_Task to carry out_: Pull out of the data below the stretch of lines bounded by the one containing "for the reporter's" and the one containing "let gained_upvote = cast", both bounds included, unchanged.

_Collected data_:
════

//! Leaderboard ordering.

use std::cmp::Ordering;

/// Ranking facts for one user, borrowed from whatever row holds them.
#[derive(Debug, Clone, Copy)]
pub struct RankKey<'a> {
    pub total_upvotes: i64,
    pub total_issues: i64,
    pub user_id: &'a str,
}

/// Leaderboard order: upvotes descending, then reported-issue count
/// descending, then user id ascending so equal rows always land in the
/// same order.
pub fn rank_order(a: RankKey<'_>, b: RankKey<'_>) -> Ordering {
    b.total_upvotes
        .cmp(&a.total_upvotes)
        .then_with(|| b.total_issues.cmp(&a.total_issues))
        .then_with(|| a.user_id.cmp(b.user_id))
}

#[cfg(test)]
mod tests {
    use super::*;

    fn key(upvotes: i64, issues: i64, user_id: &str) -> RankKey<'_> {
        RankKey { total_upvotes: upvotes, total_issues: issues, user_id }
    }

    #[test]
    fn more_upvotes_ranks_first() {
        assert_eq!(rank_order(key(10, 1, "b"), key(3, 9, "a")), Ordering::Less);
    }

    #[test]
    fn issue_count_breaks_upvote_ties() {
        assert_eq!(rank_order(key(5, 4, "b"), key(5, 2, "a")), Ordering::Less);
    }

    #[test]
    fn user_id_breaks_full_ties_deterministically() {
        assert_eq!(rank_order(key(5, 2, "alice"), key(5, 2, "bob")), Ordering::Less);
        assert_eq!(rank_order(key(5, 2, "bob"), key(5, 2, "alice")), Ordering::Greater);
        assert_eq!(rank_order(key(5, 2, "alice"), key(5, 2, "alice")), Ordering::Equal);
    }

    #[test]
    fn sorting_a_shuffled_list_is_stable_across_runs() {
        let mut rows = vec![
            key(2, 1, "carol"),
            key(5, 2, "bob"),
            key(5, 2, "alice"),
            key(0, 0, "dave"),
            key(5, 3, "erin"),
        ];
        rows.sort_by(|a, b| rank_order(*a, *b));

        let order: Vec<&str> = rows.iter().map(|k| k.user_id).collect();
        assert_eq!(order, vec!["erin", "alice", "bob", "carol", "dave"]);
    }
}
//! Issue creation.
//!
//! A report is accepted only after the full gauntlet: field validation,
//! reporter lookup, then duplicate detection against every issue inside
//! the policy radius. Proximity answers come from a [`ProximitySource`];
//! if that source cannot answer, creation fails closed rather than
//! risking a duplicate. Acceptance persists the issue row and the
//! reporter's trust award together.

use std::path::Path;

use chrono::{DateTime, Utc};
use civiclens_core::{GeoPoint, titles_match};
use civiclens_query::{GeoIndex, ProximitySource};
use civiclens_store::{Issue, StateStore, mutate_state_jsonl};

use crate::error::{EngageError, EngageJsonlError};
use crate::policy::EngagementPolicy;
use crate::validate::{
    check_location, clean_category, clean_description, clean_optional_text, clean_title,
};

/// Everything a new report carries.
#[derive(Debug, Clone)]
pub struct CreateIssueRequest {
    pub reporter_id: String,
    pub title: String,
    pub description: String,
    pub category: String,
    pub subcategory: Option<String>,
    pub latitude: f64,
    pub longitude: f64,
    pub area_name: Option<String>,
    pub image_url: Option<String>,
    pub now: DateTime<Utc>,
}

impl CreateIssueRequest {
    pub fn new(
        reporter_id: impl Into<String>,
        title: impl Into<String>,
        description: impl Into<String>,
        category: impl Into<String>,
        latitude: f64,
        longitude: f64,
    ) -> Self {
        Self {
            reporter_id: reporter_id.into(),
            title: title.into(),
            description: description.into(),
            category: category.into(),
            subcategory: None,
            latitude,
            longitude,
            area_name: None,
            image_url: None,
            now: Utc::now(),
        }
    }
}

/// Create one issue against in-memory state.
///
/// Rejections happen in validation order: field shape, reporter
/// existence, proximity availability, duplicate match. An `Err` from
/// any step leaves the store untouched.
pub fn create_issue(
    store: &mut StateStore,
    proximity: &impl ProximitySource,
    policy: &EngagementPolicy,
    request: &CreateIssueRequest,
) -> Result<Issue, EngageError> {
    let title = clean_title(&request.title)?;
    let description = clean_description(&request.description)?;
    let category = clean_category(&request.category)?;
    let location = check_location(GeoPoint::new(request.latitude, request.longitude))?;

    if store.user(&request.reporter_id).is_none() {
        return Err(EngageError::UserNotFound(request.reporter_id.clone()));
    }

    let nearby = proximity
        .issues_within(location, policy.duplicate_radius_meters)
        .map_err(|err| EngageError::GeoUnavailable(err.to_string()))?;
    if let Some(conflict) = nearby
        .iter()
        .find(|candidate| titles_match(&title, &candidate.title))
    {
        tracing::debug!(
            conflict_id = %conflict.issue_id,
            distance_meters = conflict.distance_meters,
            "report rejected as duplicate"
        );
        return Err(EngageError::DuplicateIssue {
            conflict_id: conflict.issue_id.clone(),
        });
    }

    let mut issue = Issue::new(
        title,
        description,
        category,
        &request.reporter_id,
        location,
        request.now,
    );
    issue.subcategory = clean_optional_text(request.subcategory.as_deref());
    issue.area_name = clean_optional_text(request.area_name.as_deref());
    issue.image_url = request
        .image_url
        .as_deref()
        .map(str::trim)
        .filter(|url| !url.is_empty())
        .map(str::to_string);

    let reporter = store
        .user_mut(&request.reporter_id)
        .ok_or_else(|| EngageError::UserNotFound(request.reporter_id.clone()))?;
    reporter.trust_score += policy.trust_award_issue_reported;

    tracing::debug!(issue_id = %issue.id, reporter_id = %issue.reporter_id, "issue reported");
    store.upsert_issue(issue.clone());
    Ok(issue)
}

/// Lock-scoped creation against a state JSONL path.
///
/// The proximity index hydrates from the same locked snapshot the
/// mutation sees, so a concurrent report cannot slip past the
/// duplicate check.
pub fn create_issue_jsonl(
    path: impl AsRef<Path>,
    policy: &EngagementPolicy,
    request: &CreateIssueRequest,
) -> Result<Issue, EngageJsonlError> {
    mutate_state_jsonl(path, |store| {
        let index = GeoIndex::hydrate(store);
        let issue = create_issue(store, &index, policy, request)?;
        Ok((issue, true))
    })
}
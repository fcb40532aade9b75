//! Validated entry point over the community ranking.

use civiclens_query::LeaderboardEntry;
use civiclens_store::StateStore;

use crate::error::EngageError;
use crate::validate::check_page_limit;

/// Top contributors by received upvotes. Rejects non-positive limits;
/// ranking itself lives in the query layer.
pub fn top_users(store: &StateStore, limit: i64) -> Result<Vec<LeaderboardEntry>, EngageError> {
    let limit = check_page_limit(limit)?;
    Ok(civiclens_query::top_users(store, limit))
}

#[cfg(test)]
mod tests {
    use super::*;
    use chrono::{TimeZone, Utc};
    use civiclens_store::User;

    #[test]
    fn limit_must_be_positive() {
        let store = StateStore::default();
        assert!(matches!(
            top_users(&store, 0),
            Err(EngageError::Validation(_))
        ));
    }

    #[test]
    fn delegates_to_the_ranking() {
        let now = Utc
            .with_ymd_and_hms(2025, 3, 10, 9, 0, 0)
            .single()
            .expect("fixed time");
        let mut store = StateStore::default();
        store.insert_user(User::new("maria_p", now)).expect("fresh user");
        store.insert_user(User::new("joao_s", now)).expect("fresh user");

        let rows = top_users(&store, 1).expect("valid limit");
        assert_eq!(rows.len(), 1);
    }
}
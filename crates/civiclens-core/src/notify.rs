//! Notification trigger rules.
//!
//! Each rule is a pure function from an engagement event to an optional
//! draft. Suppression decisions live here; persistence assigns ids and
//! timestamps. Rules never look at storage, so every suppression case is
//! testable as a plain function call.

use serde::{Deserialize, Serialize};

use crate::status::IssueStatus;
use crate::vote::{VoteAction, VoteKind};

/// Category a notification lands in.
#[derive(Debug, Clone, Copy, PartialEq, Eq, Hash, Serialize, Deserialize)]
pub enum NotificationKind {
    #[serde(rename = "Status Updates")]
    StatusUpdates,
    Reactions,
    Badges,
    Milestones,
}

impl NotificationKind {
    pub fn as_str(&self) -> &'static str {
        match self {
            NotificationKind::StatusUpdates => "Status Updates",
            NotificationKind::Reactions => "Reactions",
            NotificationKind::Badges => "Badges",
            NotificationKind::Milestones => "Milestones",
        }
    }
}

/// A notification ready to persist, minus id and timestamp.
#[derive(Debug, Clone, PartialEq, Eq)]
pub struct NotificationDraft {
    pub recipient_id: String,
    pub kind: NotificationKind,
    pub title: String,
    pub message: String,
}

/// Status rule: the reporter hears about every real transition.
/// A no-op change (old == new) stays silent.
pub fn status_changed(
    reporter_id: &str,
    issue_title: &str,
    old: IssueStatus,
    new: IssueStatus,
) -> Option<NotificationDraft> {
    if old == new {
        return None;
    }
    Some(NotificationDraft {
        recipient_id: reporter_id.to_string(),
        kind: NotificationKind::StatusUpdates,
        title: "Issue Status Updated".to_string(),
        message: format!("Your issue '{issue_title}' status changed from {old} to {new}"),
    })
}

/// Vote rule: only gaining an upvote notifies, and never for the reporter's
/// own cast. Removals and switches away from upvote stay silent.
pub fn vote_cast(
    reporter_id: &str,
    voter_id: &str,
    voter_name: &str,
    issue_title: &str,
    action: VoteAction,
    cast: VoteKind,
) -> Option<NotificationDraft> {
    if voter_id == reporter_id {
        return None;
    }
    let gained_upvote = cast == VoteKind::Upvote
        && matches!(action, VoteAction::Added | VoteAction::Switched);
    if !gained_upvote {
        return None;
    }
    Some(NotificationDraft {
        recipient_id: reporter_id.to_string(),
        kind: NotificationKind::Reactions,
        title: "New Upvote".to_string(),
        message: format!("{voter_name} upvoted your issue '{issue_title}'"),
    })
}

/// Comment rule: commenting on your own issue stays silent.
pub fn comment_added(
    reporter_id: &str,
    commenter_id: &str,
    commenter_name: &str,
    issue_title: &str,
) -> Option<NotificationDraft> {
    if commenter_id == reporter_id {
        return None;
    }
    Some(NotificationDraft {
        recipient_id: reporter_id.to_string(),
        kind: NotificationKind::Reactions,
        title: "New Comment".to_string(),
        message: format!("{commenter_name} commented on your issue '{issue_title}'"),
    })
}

════

_Written solution_:
/// Vote rule: only gaining an upvote notifies, and never for the reporter's
/// own cast. Removals and switches away from upvote stay silent.
pub fn vote_cast(
    reporter_id: &str,
    voter_id: &str,
    voter_name: &str,
    issue_title: &str,
    action: VoteAction,
    cast: VoteKind,
) -> Option<NotificationDraft> {
    if voter_id == reporter_id {
        return None;
    }
    let gained_upvote = cast == VoteKind::Upvote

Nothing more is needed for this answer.